**WHAT YOU WILL DO**
Output all the entries below. Each must match exactly.
Start of Block
// src/usuarios/usuario_router.rs

use actix_web::{post, web, HttpResponse};
use bcrypt::{hash, verify, DEFAULT_COST}; // Para hashing de senhas
use chrono::{Duration, Utc};
use jsonwebtoken::{encode, EncodingKey, Header};
use serde_json;
use sqlx::{query, query_as, Row};

// Importa as structs do módulo de usuários
use super::usuario_structs::{AuthResponse, Claims, LoginRequest, NovoUsuario, Usuario};
// Importa GenericResponse do módulo shared_structs
use crate::shared::shared_structs::GenericResponse;
// Importa o AppState do módulo raiz (main.rs)
use crate::AppState;

// Validade do token emitido no login.
const VALIDADE_TOKEN_HORAS: i64 = 24;

/// Rota para cadastrar um novo usuário.
#[post("/api/v1/usuarios/cadastro")]
pub async fn cadastrar_usuario(
    data: web::Data<AppState>,
    novo_usuario: web::Json<NovoUsuario>,
) -> HttpResponse {
    // 1. Verificar se o e-mail já está em uso
    let existing_user =
        query_as::<_, Usuario>("SELECT id, nome, email, senha_hash FROM usuarios WHERE email = $1")
            .bind(&novo_usuario.email)
            .fetch_optional(&data.db_pool)
            .await;

    match existing_user {
        Ok(Some(_)) => {
            return HttpResponse::BadRequest()
                .json(GenericResponse::<()>::erro("E-mail já cadastrado."));
        }
        Err(e) => {
            log::error!("Erro ao verificar e-mail existente: {:?}", e);
            return HttpResponse::InternalServerError()
                .json(GenericResponse::<()>::erro("Erro interno ao verificar e-mail."));
        }
        _ => {} // E-mail não encontrado, pode prosseguir
    }

    // 2. Hash da senha
    let hashed_password = match hash(&novo_usuario.senha, DEFAULT_COST) {
        Ok(h) => h,
        Err(e) => {
            log::error!("Erro ao fazer hash da senha: {:?}", e);
            return HttpResponse::InternalServerError()
                .json(GenericResponse::<()>::erro("Erro interno ao processar senha."));
        }
    };

    // 3. Inserir o novo usuário no banco de dados
    let result = query("INSERT INTO usuarios (nome, email, senha_hash) VALUES ($1, $2, $3) RETURNING id")
        .bind(&novo_usuario.nome)
        .bind(&novo_usuario.email)
        .bind(&hashed_password)
        .fetch_one(&data.db_pool)
        .await;

    match result {
        Ok(row) => match row.try_get::<i32, &str>("id") {
            Ok(id) => {
                log::info!("Usuário {} cadastrado.", id);
                HttpResponse::Ok().json(GenericResponse::sucesso(
                    "Usuário cadastrado com sucesso!",
                    serde_json::json!({ "id": id }),
                ))
            }
            Err(e) => {
                log::error!("Erro ao obter id do novo usuário: {:?}", e);
                HttpResponse::InternalServerError().json(GenericResponse::<()>::erro(
                    "Erro ao processar resposta do cadastro do usuário.",
                ))
            }
        },
        Err(e) => {
            log::error!("Erro ao inserir usuário: {:?}", e);
            HttpResponse::InternalServerError()
                .json(GenericResponse::<()>::erro("Erro ao inserir usuário."))
        }
    }
}

/// Rota para login de usuário. Emite um JWT HS256 com a mesma chave usada
/// pelo extrator de autenticação.
#[post("/api/v1/usuarios/login")]
pub async fn login_usuario(
    data: web::Data<AppState>,
    login_request: web::Json<LoginRequest>,
) -> HttpResponse {
    // 1. Buscar o usuário pelo e-mail
    let user_result =
        query_as::<_, Usuario>("SELECT id, nome, email, senha_hash FROM usuarios WHERE email = $1")
            .bind(&login_request.email)
            .fetch_optional(&data.db_pool)
            .await;

    let user = match user_result {
        Ok(Some(u)) => u,
        Ok(None) => {
            return HttpResponse::Unauthorized()
                .json(GenericResponse::<()>::erro("Credenciais inválidas."));
        }
        Err(e) => {
            log::error!("Erro ao buscar usuário para login: {:?}", e);
            return HttpResponse::InternalServerError()
                .json(GenericResponse::<()>::erro("Erro interno ao processar login."));
        }
    };

    // 2. Verificar a senha
    let password_matches = match verify(&login_request.senha, &user.senha_hash) {
        Ok(matches) => matches,
        Err(e) => {
            log::error!("Erro ao verificar senha: {:?}", e);
            return HttpResponse::InternalServerError()
                .json(GenericResponse::<()>::erro("Erro interno ao verificar senha."));
        }
    };

    if !password_matches {
        return HttpResponse::Unauthorized()
            .json(GenericResponse::<()>::erro("Credenciais inválidas."));
    }

    // 3. Gerar o token JWT assinado com a chave da aplicação
    let expira_em = Utc::now() + Duration::hours(VALIDADE_TOKEN_HORAS);
    let claims = Claims {
        sub: user.id,
        name: user.nome.clone(),
        email: user.email.clone(),
        exp: expira_em.timestamp(),
    };

    let token = match encode(
        &Header::default(),
        &claims,
        &EncodingKey::from_secret(data.jwt_secret.as_ref()),
    ) {
        Ok(t) => t,
        Err(e) => {
            log::error!("Erro ao assinar JWT: {:?}", e);
            return HttpResponse::InternalServerError()
                .json(GenericResponse::<()>::erro("Erro interno ao gerar token."));
        }
    };

    // 4. Retornar resposta de sucesso
    HttpResponse::Ok().json(AuthResponse {
        status: "success".to_string(),
        message: "Login bem-sucedido!".to_string(),
        user_id: user.id,
        user_name: user.nome,
        user_email: user.email,
        token,
        expira_em: expira_em.timestamp(),
    })
}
End of Block
**ANSWER BOX**
// src/usuarios/usuario_router.rs

use actix_web::{post, web, HttpResponse};
use bcrypt::{hash, verify, DEFAULT_COST}; // Para hashing de senhas
use chrono::{Duration, Utc};
use jsonwebtoken::{encode, EncodingKey, Header};
use serde_json;
use sqlx::{query, query_as, Row};

// Importa as structs do módulo de usuários
use super::usuario_structs::{AuthResponse, Claims, LoginRequest, NovoUsuario, Usuario};
// Importa GenericResponse do módulo shared_structs
use crate::shared::shared_structs::GenericResponse;
// Importa o AppState do módulo raiz (main.rs)
use crate::AppState;

// Validade do token emitido no login.
const VALIDADE_TOKEN_HORAS: i64 = 24;

/// Rota para cadastrar um novo usuário.
#[post("/api/v1/usuarios/cadastro")]
pub async fn cadastrar_usuario(
    data: web::Data<AppState>,
    novo_usuario: web::Json<NovoUsuario>,
) -> HttpResponse {
    // 1. Verificar se o e-mail já está em uso
    let existing_user =
        query_as::<_, Usuario>("SELECT id, nome, email, senha_hash FROM usuarios WHERE email = $1")
            .bind(&novo_usuario.email)
            .fetch_optional(&data.db_pool)
            .await;

    match existing_user {
        Ok(Some(_)) => {
            return HttpResponse::BadRequest()
                .json(GenericResponse::<()>::erro("E-mail já cadastrado."));
        }
        Err(e) => {
            log::error!("Erro ao verificar e-mail existente: {:?}", e);
            return HttpResponse::InternalServerError()
                .json(GenericResponse::<()>::erro("Erro interno ao verificar e-mail."));
        }
        _ => {} // E-mail não encontrado, pode prosseguir
    }

    // 2. Hash da senha
    let hashed_password = match hash(&novo_usuario.senha, DEFAULT_COST) {
        Ok(h) => h,
        Err(e) => {
            log::error!("Erro ao fazer hash da senha: {:?}", e);
            return HttpResponse::InternalServerError()
                .json(GenericResponse::<()>::erro("Erro interno ao processar senha."));
        }
    };

    // 3. Inserir o novo usuário no banco de dados
    let result = query("INSERT INTO usuarios (nome, email, senha_hash) VALUES ($1, $2, $3) RETURNING id")
        .bind(&novo_usuario.nome)
        .bind(&novo_usuario.email)
        .bind(&hashed_password)
        .fetch_one(&data.db_pool)
        .await;

    match result {
        Ok(row) => match row.try_get::<i32, &str>("id") {
            Ok(id) => {
                log::info!("Usuário {} cadastrado.", id);
                HttpResponse::Ok().json(GenericResponse::sucesso(
                    "Usuário cadastrado com sucesso!",
                    serde_json::json!({ "id": id }),
                ))
            }
            Err(e) => {
                log::error!("Erro ao obter id do novo usuário: {:?}", e);
                HttpResponse::InternalServerError().json(GenericResponse::<()>::erro(
                    "Erro ao processar resposta do cadastro do usuário.",
                ))
            }
        },
        Err(e) => {
            log::error!("Erro ao inserir usuário: {:?}", e);
            HttpResponse::InternalServerError()
                .json(GenericResponse::<()>::erro("Erro ao inserir usuário."))
        }
    }
}

/// Rota para login de usuário. Emite um JWT HS256 com a mesma chave usada
/// pelo extrator de autenticação.
#[post("/api/v1/usuarios/login")]
pub async fn login_usuario(
    data: web::Data<AppState>,
    login_request: web::Json<LoginRequest>,
) -> HttpResponse {
    // 1. Buscar o usuário pelo e-mail
    let user_result =
        query_as::<_, Usuario>("SELECT id, nome, email, senha_hash FROM usuarios WHERE email = $1")
            .bind(&login_request.email)
            .fetch_optional(&data.db_pool)
            .await;

    let user = match user_result {
        Ok(Some(u)) => u,
        Ok(None) => {
            return HttpResponse::Unauthorized()
                .json(GenericResponse::<()>::erro("Credenciais inválidas."));
        }
        Err(e) => {
            log::error!("Erro ao buscar usuário para login: {:?}", e);
            return HttpResponse::InternalServerError()
                .json(GenericResponse::<()>::erro("Erro interno ao processar login."));
        }
    };

    // 2. Verificar a senha
    let password_matches = match verify(&login_request.senha, &user.senha_hash) {
        Ok(matches) => matches,
        Err(e) => {
            log::error!("Erro ao verificar senha: {:?}", e);
            return HttpResponse::InternalServerError()
                .json(GenericResponse::<()>::erro("Erro interno ao verificar senha."));
        }
    };

    if !password_matches {
        return HttpResponse::Unauthorized()
            .json(GenericResponse::<()>::erro("Credenciais inválidas."));
    }

    // 3. Gerar o token JWT assinado com a chave da aplicação
    let expira_em = Utc::now() + Duration::hours(VALIDADE_TOKEN_HORAS);
    let claims = Claims {
        sub: user.id,
        name: user.nome.clone(),
        email: user.email.clone(),
        exp: expira_em.timestamp(),
    };

    let token = match encode(
        &Header::default(),
        &claims,
        &EncodingKey::from_secret(data.jwt_secret.as_ref()),
    ) {
        Ok(t) => t,
        Err(e) => {
            log::error!("Erro ao assinar JWT: {:?}", e);
            return HttpResponse::InternalServerError()
                .json(GenericResponse::<()>::erro("Erro interno ao gerar token."));
        }
    };

    // 4. Retornar resposta de sucesso
    HttpResponse::Ok().json(AuthResponse {
        status: "success".to_string(),
        message: "Login bem-sucedido!".to_string(),
        user_id: user.id,
        user_name: user.nome,
        user_email: user.email,
        token,
        expira_em: expira_em.timestamp(),
    })
}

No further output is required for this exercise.